T follicular helper (Tfh) cells are crucially involved in the pathogenesis of autoimmune disorders, including Sjögren’s syndrome (SS, also known as Sjögren’s disease), by promoting effector B cell responses. However, targeting Tfh cells remains challenging. In this presentation, we will bring our recent findings in the regulation of Tfh cell, which were highly conserved between humans and mice. 

First, we investigated the role of a scaffold protein caveolin-1 (Cav-1) in disease development and effector T cell dysregulation. Cav-1 deficiency in hematopoietic origin exacerbated mice with experimental SS (ESS). pathology and humoral autoimmunity, together with enhanced Tfh cell responses, while Th17 cells were unaffected. Cav-1-/- Tfh cells exhibited increased motility and follicular localization. RNA-seq revealed impaired peroxisome proliferator-activated receptor alpha (PPARα) pathway in the absence of Cav-1. PPARα served as a downstream transcription factor of Cav-1, which rapidly repressed Icos transcription upon Tfh polarization, interestingly, independent of lipid metabolism. Notably, pharmaceutical activation of PPARα with fenofibrate could suppress human and murine Tfh cells in culture, in ESS mice and in humanized SS mice. 

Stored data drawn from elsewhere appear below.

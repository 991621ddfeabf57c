//! Extents and the logical-to-physical translator
//!
//! A virtual content object (carved file, unallocated-space container,
//! layout file) owns an ordered list of physical byte ranges - extents -
//! within a parent container. This module defines the extent types and the
//! single-pass walk that turns a logical read into physical reads.

mod translate;
mod types;

pub use translate::read_range;
pub use types::{Extent, ExtentList};
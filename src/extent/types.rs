//! Type definitions for extent-mapped content

use serde::{Deserialize, Serialize};

// =============================================================================
// Extent - one physical byte range within a parent container
// =============================================================================

/// A contiguous physical byte range belonging to one parent container.
///
/// Extents are created once by the producing algorithm (carving, layout
/// reconstruction) or loaded read-only from the case database, and never
/// mutated afterwards. `sequence` defines logical concatenation order and
/// need not match physical offset order - fragmented carved files routinely
/// list extents whose physical offsets are non-monotonic.
#[derive(Debug, Clone, Copy, PartialEq, Eq, Serialize, Deserialize)]
pub struct Extent {
    /// Identity of the byte-addressable container the range is drawn from
    pub parent_id: i64,
    /// Byte offset within the parent
    pub start_offset: u64,
    /// Byte count
    pub length: u64,
    /// Logical concatenation order
    pub sequence: u64,
}

impl Extent {
    pub fn new(parent_id: i64, start_offset: u64, length: u64, sequence: u64) -> Self {
        Self {
            parent_id,
            start_offset,
            length,
            sequence,
        }
    }
}

// =============================================================================
// ExtentList - the ordered ranges of one virtual content object
// =============================================================================

/// Ordered collection of extents for one content object.
///
/// Extents are kept sorted by `sequence`; the total logical length is
/// computed once at construction and is stable for the lifetime of the list.
#[derive(Debug, Clone)]
pub struct ExtentList {
    extents: Vec<Extent>,
    total_len: u64,
}

impl ExtentList {
    /// Build a list from extents in any order; sorts by `sequence`.
    pub fn new(mut extents: Vec<Extent>) -> Self {
        extents.sort_by_key(|e| e.sequence);
        let total_len = extents.iter().map(|e| e.length).sum();
        Self { extents, total_len }
    }

    /// Total logical content length - the sum of all extent lengths.
    pub fn total_len(&self) -> u64 {
        self.total_len
    }

    /// Number of extents in the list.
    pub fn len(&self) -> usize {
        self.extents.len()
    }

    pub fn is_empty(&self) -> bool {
        self.extents.is_empty()
    }

    /// Extents in `sequence` order.
    pub fn iter(&self) -> std::slice::Iter<'_, Extent> {
        self.extents.iter()
    }

    pub fn as_slice(&self) -> &[Extent] {
        &self.extents
    }
}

Second, we turn to bioinformatic analysis of ethnopharmacological treatment in the clinical practice, and identified that calycosin (Caly), a natural flavonoid, effectively suppressed pathogenic Tfh cell responses. Mechanistic studies suggested that Caly served as a First-in-Class inhibitor of the master transcription factor, BATF, in both human and murine CD4+ T cells. Although methotrexate (MTX) is widely used as the first-line medication in the treatment of autoimmune disorders, it mainly suppresses B cell responses but fails to target Tfh cells. Notably, MTX synergized with Caly and significantly attenuated the disease pathology in ESS mice with chronic inflammation, showing signs of disease remission. This synergistic effect was also supported in PBMCs from patients with SS, and further validated in HIS-ESS mice.

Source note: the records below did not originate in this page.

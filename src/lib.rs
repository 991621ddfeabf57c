//! layout-content - extent-mapped virtual content engine
//!
//! Models forensic content recovered from a storage medium as addressable
//! objects and materializes the bytes of objects that are not contiguous
//! regions of the medium: carved files, unallocated-space containers, and
//! other virtual files built from ordered lists of physical byte ranges.
//!
//! ## Architecture
//!
//! ```text
//! ┌──────────────────────────────────────────────────────────────┐
//! │ ContentEngine            read(id, offset, len) / size(id)    │
//! ├──────────────┬────────────────────────┬──────────────────────┤
//! │ ContentCache │ Translator             │ CaseStore            │
//! │ bounded FIFO │ extent walk in         │ SQLite: objects,     │
//! │ full-buffer  │ sequence order         │ extents, parents     │
//! │ cache        │ (extent::read_range)   │                      │
//! ├──────────────┴────────────────────────┴──────────────────────┤
//! │ ReaderPool -> PhysicalReader (lazily opened parent handles)  │
//! └──────────────────────────────────────────────────────────────┘
//! ```
//!
//! A read first checks the cache; on miss the object's extent list is
//! loaded (once, memoized), the translator walks it issuing physical reads
//! in `sequence` order, the assembled buffer is cached if small enough, and
//! the requested slice is returned. Short physical reads truncate the
//! result instead of failing; out-of-range requests return empty buffers.
//!
//! ## Usage
//!
//! ```rust,ignore
//! use layout_content::{CaseStore, ContentCache, ContentEngine, Extent};
//!
//! let store = CaseStore::open(path, "my case")?;
//! let engine = ContentEngine::new(store, ContentCache::with_defaults())?;
//!
//! let image = engine.add_parent("/evidence/disk.dd", None)?;
//! let carved = engine.add_layout_content(image, "carved_0001.jpg", &[
//!     Extent::new(image, 1_048_576, 4096, 0),
//!     Extent::new(image, 32_768, 512, 1),
//! ])?;
//!
//! let header = engine.read(carved, 0, 16)?;
//! ```

pub mod cache;
pub mod carve;
pub mod content;
pub mod engine;
pub mod error;
pub mod extent;
pub mod logging;
pub mod reader;
pub mod store;

pub use cache::{ContentCache, DEFAULT_MAX_ENTRIES, DEFAULT_MAX_ENTRY_SIZE};
pub use carve::{CarvedFile, CarvingResult};
pub use content::{Content, RegularContent, VirtualContent};
pub use engine::ContentEngine;
pub use error::{ContentError, ContentResult};
pub use extent::{Extent, ExtentList};
pub use reader::{FileReader, PhysicalReader, ReaderPool};
pub use store::{CaseInfo, CaseStore, ParentRecord};
//! SQLite case store
//!
//! Thin persistence wrapper for the content engine:
//! - Case metadata (one row per case database)
//! - Parent containers (images, volumes, pools backing physical reads)
//! - Content objects (regular and virtual)
//! - File extents (ordered byte ranges of virtual content)
//!
//! The extent rows mirror the classic layout-file shape: byte_start,
//! byte_len and a sequence column whose ascending order is the only valid
//! reconstruction order.

use rusqlite::{params, Connection, OptionalExtension};
use serde::{Deserialize, Serialize};
use std::path::Path;
use std::sync::Mutex;
use tracing::info;

use crate::content::{Content, RegularContent, VirtualContent};
use crate::error::{ContentError, ContentResult};
use crate::extent::Extent;

/// Database connection wrapper for thread-safe access
pub struct CaseStore {
    conn: Mutex<Connection>,
}

// ============================================================================
// Data Types
// ============================================================================

#[derive(Debug, Clone, Serialize, Deserialize)]
pub struct CaseInfo {
    pub id: String,
    pub name: String,
    pub created_at: String,
}

#[derive(Debug, Clone, Serialize, Deserialize)]
pub struct ParentRecord {
    pub obj_id: i64,
    pub path: String,
    pub description: Option<String>,
    pub added_at: String,
}

// ============================================================================
// Store Implementation
// ============================================================================

impl CaseStore {
    /// Open (or create) a case database at the given path.
    pub fn open(db_path: &Path, case_name: &str) -> ContentResult<Self> {
        if let Some(parent) = db_path.parent() {
            std::fs::create_dir_all(parent).ok();
        }

        let conn = Connection::open(db_path)?;
        let store = CaseStore {
            conn: Mutex::new(conn),
        };
        store.init_schema(case_name)?;
        info!(?db_path, case_name, "Opened case database");
        Ok(store)
    }

    /// In-memory case database, used by tests and scratch sessions.
    pub fn open_in_memory(case_name: &str) -> ContentResult<Self> {
        let conn = Connection::open_in_memory()?;
        let store = CaseStore {
            conn: Mutex::new(conn),
        };
        store.init_schema(case_name)?;
        Ok(store)
    }

    /// Create all tables if they don't exist
    fn init_schema(&self, case_name: &str) -> ContentResult<()> {
        let conn = self.conn.lock().unwrap();

        conn.execute_batch(
            r#"
            -- Case metadata (single row)
            CREATE TABLE IF NOT EXISTS case_info (
                id TEXT PRIMARY KEY,
                name TEXT NOT NULL,
                created_at TEXT NOT NULL
            );

            -- Parent containers (images, volumes, pools)
            CREATE TABLE IF NOT EXISTS parent_containers (
                obj_id INTEGER PRIMARY KEY AUTOINCREMENT,
                path TEXT NOT NULL,
                description TEXT,
                added_at TEXT NOT NULL
            );

            -- Content objects (regular and virtual)
            CREATE TABLE IF NOT EXISTS content_objects (
                obj_id INTEGER PRIMARY KEY AUTOINCREMENT,
                parent_id INTEGER NOT NULL,
                name TEXT NOT NULL,
                content_type TEXT NOT NULL,   -- 'regular' | 'virtual'
                start_offset INTEGER,         -- regular content only
                size INTEGER,                 -- regular content only; virtual size derives from extents
                md5 TEXT,
                added_at TEXT NOT NULL,
                FOREIGN KEY (parent_id) REFERENCES parent_containers(obj_id) ON DELETE CASCADE
            );

            -- Ordered byte ranges of virtual content
            CREATE TABLE IF NOT EXISTS file_extents (
                content_id INTEGER NOT NULL,
                byte_start INTEGER NOT NULL,
                byte_len INTEGER NOT NULL,
                sequence INTEGER NOT NULL,
                PRIMARY KEY (content_id, sequence),
                FOREIGN KEY (content_id) REFERENCES content_objects(obj_id) ON DELETE CASCADE
            );

            CREATE INDEX IF NOT EXISTS idx_content_parent ON content_objects(parent_id);
            CREATE INDEX IF NOT EXISTS idx_extents_content ON file_extents(content_id);
        "#,
        )?;

        // Seed the case row on first open
        let existing: Option<String> = conn
            .query_row("SELECT id FROM case_info LIMIT 1", [], |row| row.get(0))
            .optional()?;
        if existing.is_none() {
            let id = uuid::Uuid::new_v4().to_string();
            let now = chrono::Utc::now().to_rfc3339();
            conn.execute(
                "INSERT INTO case_info (id, name, created_at) VALUES (?1, ?2, ?3)",
                params![id, case_name, now],
            )?;
        }

        Ok(())
    }

    pub fn case_info(&self) -> ContentResult<CaseInfo> {
        let conn = self.conn.lock().unwrap();
        let info = conn.query_row(
            "SELECT id, name, created_at FROM case_info LIMIT 1",
            [],
            |row| {
                Ok(CaseInfo {
                    id: row.get(0)?,
                    name: row.get(1)?,
                    created_at: row.get(2)?,
                })
            },
        )?;
        Ok(info)
    }

    // ========================================================================
    // Parent Container Operations
    // ========================================================================

    pub fn add_parent(&self, path: &str, description: Option<&str>) -> ContentResult<i64> {
        let conn = self.conn.lock().unwrap();
        let now = chrono::Utc::now().to_rfc3339();
        conn.execute(
            "INSERT INTO parent_containers (path, description, added_at) VALUES (?1, ?2, ?3)",
            params![path, description, now],
        )?;
        Ok(conn.last_insert_rowid())
    }

    pub fn parents(&self) -> ContentResult<Vec<ParentRecord>> {
        let conn = self.conn.lock().unwrap();
        let mut stmt = conn.prepare(
            "SELECT obj_id, path, description, added_at FROM parent_containers ORDER BY obj_id",
        )?;

        let rows = stmt.query_map([], |row| {
            Ok(ParentRecord {
                obj_id: row.get(0)?,
                path: row.get(1)?,
                description: row.get(2)?,
                added_at: row.get(3)?,
            })
        })?;

        Ok(rows.collect::<Result<Vec<_>, _>>()?)
    }

    pub fn parent_path(&self, parent_id: i64) -> ContentResult<String> {
        let conn = self.conn.lock().unwrap();
        conn.query_row(
            "SELECT path FROM parent_containers WHERE obj_id = ?1",
            params![parent_id],
            |row| row.get(0),
        )
        .optional()?
        .ok_or(ContentError::MissingParent(parent_id))
    }

    // ========================================================================
    // Content Object Operations
    // ========================================================================

    /// Register regular content: one contiguous region of the parent.
    pub fn add_regular_content(
        &self,
        parent_id: i64,
        name: &str,
        start_offset: u64,
        size: u64,
    ) -> ContentResult<i64> {
        let conn = self.conn.lock().unwrap();
        let now = chrono::Utc::now().to_rfc3339();
        conn.execute(
            "INSERT INTO content_objects (parent_id, name, content_type, start_offset, size, added_at)
             VALUES (?1, ?2, 'regular', ?3, ?4, ?5)",
            params![parent_id, name, start_offset as i64, size as i64, now],
        )?;
        Ok(conn.last_insert_rowid())
    }

    /// Register virtual content with its extents in one transaction.
    pub fn add_virtual_content(
        &self,
        parent_id: i64,
        name: &str,
        extents: &[Extent],
    ) -> ContentResult<i64> {
        let mut conn = self.conn.lock().unwrap();
        let now = chrono::Utc::now().to_rfc3339();

        let tx = conn.transaction()?;
        tx.execute(
            "INSERT INTO content_objects (parent_id, name, content_type, added_at)
             VALUES (?1, ?2, 'virtual', ?3)",
            params![parent_id, name, now],
        )?;
        let obj_id = tx.last_insert_rowid();

        for extent in extents {
            tx.execute(
                "INSERT INTO file_extents (content_id, byte_start, byte_len, sequence)
                 VALUES (?1, ?2, ?3, ?4)",
                params![
                    obj_id,
                    extent.start_offset as i64,
                    extent.length as i64,
                    extent.sequence as i64
                ],
            )?;
        }
        tx.commit()?;

        Ok(obj_id)
    }

    /// Load a content object by id.
    pub fn get_content(&self, obj_id: i64) -> ContentResult<Content> {
        let conn = self.conn.lock().unwrap();
        let row = conn
            .query_row(
                "SELECT parent_id, name, content_type, start_offset, size
                 FROM content_objects WHERE obj_id = ?1",
                params![obj_id],
                |row| {
                    Ok((
                        row.get::<_, i64>(0)?,
                        row.get::<_, String>(1)?,
                        row.get::<_, String>(2)?,
                        row.get::<_, Option<i64>>(3)?,
                        row.get::<_, Option<i64>>(4)?,
                    ))
                },
            )
            .optional()?;

        let (parent_id, name, content_type, start_offset, size) =
            row.ok_or(ContentError::MissingContent(obj_id))?;

        match content_type.as_str() {
            "regular" => Ok(Content::Regular(RegularContent::new(
                obj_id,
                parent_id,
                name,
                start_offset.unwrap_or(0) as u64,
                size.unwrap_or(0) as u64,
            ))),
            "virtual" => Ok(Content::Virtual(VirtualContent::new(
                obj_id, parent_id, name,
            ))),
            other => Err(ContentError::InvalidDescriptor(format!(
                "Unknown content type '{}' for object {}",
                other, obj_id
            ))),
        }
    }

    /// Content object ids under a parent, in registration order.
    pub fn content_ids_for_parent(&self, parent_id: i64) -> ContentResult<Vec<i64>> {
        let conn = self.conn.lock().unwrap();
        let mut stmt = conn.prepare(
            "SELECT obj_id FROM content_objects WHERE parent_id = ?1 ORDER BY obj_id",
        )?;
        let rows = stmt.query_map(params![parent_id], |row| row.get(0))?;
        Ok(rows.collect::<Result<Vec<_>, _>>()?)
    }

    // ========================================================================
    // Extent Operations
    // ========================================================================

    /// Load the extents of a virtual content object, ordered by sequence
    /// ascending. The stored rows do not carry the parent id; it is filled
    /// in from the owning object.
    pub fn load_extents(&self, content_id: i64) -> ContentResult<Vec<Extent>> {
        let conn = self.conn.lock().unwrap();

        let parent_id: Option<i64> = conn
            .query_row(
                "SELECT parent_id FROM content_objects WHERE obj_id = ?1",
                params![content_id],
                |row| row.get(0),
            )
            .optional()?;
        let parent_id = parent_id.ok_or(ContentError::MissingContent(content_id))?;

        let mut stmt = conn.prepare(
            "SELECT byte_start, byte_len, sequence FROM file_extents
             WHERE content_id = ?1 ORDER BY sequence ASC",
        )?;

        let rows = stmt.query_map(params![content_id], |row| {
            Ok(Extent {
                parent_id,
                start_offset: row.get::<_, i64>(0)? as u64,
                length: row.get::<_, i64>(1)? as u64,
                sequence: row.get::<_, i64>(2)? as u64,
            })
        })?;

        Ok(rows.collect::<Result<Vec<_>, _>>()?)
    }

    // ========================================================================
    // Hash Bookkeeping
    // ========================================================================

    pub fn set_md5(&self, content_id: i64, md5: &str) -> ContentResult<()> {
        let conn = self.conn.lock().unwrap();
        let updated = conn.execute(
            "UPDATE content_objects SET md5 = ?1 WHERE obj_id = ?2",
            params![md5, content_id],
        )?;
        if updated == 0 {
            return Err(ContentError::MissingContent(content_id));
        }
        Ok(())
    }

    pub fn get_md5(&self, content_id: i64) -> ContentResult<Option<String>> {
        let conn = self.conn.lock().unwrap();
        let row = conn
            .query_row(
                "SELECT md5 FROM content_objects WHERE obj_id = ?1",
                params![content_id],
                |row| row.get(0),
            )
            .optional()?;
        row.ok_or(ContentError::MissingContent(content_id))
    }
}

Dr. Xiang Lin is an Assistant Professor and Assistant Director in the School of Chinese Medicine at The University of Hong Kong (HKU), as well as an affiliated investigator at the State Key Laboratory of Pharmaceutical Biotechnology.

For over 12 years, Dr. Lin has dedicated his research to understanding the immunopathogenesis of Sjögren’s disease (SjD) and developing novel therapeutic strategies. His contributions include: 1) Developing an inducible mouse model of experimental SjD, which has been instrumental in uncovering the critical roles of immune mediators such as Th17 cells, T follicular helper (Tfh) cells, regulatory B (Breg) cells, and myeloid-derived suppressor cells (MDSCs); 2) Extending this research into a novel humanized mouse model, demonstrating the therapeutic potential of anti-IL-17 therapy for SjD; 3) Discovering and patenting multiple drug candidates derived from medicinal herbs, including flavonoid phenolic compounds that effectively inhibit Tfh cells and synergize with methotrexate in both mouse models and human immune cells from SjD patients. Together, Dr. Lin’s work not only advances the understanding of SjD pathogenesis but also establishes a robust drug screening platform for future therapeutics, offering new hope for patients with this challenging autoimmune disorder.